Aim of the task ▸ Provide the number of lines below that include "story", without any other words.
......
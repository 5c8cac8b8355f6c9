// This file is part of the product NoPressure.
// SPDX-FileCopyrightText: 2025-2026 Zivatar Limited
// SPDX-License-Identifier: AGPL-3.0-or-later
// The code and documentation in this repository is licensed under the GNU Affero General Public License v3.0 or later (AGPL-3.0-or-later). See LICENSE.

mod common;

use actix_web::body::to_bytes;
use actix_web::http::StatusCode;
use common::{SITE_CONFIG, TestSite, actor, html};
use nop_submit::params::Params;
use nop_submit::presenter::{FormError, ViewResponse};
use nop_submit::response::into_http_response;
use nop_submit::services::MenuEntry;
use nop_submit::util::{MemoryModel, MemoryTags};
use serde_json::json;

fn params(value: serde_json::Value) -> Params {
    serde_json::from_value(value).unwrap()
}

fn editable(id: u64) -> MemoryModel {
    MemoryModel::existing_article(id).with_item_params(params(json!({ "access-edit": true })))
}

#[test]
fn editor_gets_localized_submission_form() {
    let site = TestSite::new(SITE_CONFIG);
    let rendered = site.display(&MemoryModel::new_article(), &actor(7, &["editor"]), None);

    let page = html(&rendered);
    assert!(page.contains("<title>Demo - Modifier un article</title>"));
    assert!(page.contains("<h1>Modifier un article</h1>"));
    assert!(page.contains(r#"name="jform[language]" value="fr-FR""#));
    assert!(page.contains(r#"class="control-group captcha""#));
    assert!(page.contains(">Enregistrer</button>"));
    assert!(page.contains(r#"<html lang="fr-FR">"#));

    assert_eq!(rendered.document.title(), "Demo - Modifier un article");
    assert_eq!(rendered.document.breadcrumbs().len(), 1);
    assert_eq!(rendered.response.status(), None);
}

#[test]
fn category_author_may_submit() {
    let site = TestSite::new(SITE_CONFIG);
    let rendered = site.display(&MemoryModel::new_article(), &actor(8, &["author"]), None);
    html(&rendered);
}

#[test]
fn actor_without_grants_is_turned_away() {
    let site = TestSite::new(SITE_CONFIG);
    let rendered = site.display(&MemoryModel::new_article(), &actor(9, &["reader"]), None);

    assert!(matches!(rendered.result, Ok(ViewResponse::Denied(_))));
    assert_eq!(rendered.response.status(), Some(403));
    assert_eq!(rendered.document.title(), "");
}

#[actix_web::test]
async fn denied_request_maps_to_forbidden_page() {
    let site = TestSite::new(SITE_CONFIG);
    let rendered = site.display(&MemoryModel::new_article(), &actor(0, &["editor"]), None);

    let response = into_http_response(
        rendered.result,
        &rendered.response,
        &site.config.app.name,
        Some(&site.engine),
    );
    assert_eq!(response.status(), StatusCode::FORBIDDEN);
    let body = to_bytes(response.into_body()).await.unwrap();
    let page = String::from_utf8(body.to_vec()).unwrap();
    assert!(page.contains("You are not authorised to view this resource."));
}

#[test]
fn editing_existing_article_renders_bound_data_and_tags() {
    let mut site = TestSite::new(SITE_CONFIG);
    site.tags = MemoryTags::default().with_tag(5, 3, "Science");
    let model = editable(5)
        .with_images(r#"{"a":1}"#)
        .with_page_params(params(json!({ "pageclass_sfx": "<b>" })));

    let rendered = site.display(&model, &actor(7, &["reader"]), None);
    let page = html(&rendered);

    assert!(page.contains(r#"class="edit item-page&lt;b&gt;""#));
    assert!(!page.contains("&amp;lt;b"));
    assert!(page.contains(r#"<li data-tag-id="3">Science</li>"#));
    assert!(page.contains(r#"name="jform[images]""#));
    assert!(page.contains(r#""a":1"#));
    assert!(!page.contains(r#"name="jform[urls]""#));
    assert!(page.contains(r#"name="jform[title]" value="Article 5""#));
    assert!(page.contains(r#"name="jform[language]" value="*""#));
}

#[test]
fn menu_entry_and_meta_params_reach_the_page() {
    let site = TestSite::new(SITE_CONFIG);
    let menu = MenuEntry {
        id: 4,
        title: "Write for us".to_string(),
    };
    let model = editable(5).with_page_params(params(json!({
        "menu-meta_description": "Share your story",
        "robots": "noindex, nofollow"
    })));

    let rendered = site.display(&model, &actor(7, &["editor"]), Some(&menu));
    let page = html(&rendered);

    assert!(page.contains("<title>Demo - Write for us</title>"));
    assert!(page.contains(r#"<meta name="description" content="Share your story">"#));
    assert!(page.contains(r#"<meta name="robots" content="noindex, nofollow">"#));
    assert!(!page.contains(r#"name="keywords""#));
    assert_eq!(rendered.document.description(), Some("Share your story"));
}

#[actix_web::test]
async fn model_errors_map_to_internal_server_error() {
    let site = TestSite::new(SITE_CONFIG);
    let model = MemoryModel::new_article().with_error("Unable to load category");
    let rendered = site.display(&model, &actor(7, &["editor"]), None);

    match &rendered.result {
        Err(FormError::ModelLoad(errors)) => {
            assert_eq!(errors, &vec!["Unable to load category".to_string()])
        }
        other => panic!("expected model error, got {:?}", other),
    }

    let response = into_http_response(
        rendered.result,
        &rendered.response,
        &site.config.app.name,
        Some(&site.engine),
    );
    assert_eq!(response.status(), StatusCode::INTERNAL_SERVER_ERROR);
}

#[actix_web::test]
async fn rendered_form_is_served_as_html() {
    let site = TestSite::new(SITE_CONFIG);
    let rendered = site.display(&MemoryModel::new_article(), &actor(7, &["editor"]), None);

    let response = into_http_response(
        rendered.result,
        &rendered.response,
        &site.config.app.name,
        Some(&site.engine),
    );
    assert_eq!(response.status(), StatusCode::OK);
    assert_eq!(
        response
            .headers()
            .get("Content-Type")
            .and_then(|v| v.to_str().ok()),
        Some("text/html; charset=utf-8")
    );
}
......
Result of the exercise ▸ 3